== Segment start ==
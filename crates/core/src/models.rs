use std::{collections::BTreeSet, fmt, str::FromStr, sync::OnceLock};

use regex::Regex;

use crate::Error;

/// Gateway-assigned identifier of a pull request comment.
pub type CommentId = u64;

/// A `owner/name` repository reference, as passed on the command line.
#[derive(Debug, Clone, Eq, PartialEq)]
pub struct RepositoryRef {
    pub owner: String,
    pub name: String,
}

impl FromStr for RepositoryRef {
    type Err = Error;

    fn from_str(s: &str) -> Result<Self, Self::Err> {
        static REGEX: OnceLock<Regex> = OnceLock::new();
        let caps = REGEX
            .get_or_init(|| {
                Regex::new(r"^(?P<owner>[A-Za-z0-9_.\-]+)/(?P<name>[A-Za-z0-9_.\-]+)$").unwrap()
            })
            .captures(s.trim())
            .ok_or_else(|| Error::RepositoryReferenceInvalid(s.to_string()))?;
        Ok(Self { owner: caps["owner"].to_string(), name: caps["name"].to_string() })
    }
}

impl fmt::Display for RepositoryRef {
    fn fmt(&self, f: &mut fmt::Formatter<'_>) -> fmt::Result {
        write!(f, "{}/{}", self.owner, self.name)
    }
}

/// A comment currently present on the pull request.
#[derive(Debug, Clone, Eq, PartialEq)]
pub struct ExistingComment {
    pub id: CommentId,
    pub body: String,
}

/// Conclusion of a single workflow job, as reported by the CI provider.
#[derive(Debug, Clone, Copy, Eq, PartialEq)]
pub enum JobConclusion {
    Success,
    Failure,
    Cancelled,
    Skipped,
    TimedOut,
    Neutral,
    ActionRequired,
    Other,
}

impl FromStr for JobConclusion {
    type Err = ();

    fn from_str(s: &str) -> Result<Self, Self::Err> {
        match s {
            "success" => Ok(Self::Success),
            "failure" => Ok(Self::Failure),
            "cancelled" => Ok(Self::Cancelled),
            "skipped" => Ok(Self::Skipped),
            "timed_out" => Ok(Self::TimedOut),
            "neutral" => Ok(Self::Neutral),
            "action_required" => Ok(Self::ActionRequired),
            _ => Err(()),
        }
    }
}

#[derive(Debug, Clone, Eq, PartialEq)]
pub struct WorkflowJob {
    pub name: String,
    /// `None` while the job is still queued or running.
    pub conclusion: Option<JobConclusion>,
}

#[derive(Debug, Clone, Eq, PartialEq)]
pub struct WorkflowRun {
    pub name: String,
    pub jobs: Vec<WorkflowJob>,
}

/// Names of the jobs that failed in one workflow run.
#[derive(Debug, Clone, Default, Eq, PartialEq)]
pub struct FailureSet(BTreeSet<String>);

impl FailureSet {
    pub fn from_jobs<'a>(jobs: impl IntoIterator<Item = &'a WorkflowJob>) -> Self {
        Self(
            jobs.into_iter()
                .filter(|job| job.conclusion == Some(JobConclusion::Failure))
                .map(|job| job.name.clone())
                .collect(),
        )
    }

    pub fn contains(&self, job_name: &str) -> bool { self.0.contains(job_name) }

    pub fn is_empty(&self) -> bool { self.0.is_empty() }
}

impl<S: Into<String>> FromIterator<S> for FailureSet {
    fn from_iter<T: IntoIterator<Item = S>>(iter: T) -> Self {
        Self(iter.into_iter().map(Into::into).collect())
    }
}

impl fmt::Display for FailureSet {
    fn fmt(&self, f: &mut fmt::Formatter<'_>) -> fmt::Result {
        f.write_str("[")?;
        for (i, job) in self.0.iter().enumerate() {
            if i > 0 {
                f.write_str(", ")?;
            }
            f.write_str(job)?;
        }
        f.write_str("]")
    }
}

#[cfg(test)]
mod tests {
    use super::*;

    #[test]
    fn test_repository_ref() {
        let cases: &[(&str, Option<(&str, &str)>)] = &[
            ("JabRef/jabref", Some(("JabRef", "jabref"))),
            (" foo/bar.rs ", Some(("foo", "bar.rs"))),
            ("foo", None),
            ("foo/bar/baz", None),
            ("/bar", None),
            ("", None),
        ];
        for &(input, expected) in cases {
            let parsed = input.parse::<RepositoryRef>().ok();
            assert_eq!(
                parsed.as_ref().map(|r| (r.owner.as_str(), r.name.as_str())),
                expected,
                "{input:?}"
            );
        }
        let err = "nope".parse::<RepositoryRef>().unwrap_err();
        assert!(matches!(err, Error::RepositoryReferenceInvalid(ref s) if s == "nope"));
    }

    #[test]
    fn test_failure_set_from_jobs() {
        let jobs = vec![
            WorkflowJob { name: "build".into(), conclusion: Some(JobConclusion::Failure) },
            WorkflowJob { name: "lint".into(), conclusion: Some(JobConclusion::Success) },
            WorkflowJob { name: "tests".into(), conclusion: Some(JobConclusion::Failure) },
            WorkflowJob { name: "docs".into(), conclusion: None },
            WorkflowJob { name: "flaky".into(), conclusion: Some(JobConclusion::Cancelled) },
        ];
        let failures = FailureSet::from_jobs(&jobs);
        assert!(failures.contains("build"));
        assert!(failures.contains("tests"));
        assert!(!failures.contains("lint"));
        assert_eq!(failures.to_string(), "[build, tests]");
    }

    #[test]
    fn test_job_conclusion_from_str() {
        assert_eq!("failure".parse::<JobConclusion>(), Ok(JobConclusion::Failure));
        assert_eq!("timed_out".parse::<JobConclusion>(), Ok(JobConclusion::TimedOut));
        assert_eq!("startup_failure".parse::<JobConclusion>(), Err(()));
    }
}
== Segment end ==
Each line of the data that includes "nope" counts once; say how many there are, giving nothing but the number.

2